BEGIN

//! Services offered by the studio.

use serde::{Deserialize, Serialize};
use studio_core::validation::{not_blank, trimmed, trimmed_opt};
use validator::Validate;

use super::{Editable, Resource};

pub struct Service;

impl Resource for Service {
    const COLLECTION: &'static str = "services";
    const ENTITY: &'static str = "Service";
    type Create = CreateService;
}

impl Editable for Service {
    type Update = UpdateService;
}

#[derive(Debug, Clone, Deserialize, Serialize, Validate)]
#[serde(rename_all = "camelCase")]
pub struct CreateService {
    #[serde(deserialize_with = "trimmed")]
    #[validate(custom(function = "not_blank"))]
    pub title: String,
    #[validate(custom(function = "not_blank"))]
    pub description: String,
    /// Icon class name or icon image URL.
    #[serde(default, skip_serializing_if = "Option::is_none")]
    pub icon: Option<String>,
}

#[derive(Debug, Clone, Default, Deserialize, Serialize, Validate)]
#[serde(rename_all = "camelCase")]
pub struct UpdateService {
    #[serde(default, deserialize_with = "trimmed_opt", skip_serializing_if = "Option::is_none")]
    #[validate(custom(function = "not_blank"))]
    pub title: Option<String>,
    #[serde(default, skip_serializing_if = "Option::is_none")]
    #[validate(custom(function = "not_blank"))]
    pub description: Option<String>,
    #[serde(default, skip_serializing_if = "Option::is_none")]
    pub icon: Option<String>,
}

END
BEGIN

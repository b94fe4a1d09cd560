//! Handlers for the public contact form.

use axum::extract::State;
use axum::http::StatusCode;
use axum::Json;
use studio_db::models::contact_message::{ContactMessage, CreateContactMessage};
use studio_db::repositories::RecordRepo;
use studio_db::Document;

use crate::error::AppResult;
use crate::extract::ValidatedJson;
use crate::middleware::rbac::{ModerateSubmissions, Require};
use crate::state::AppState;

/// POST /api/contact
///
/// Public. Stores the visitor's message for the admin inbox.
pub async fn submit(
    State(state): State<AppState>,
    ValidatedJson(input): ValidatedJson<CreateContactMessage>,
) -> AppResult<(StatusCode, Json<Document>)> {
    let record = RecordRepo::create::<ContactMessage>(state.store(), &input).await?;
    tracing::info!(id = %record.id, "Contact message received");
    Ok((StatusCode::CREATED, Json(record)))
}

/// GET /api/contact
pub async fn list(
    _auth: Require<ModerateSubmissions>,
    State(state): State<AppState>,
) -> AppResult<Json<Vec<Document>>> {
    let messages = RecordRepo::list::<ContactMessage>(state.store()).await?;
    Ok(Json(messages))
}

END

Select every line in the records above that contains the word "AppResult".

use crate::error::AppResult;
) -> AppResult<(StatusCode, Json<Document>)> {
) -> AppResult<Json<Vec<Document>>> {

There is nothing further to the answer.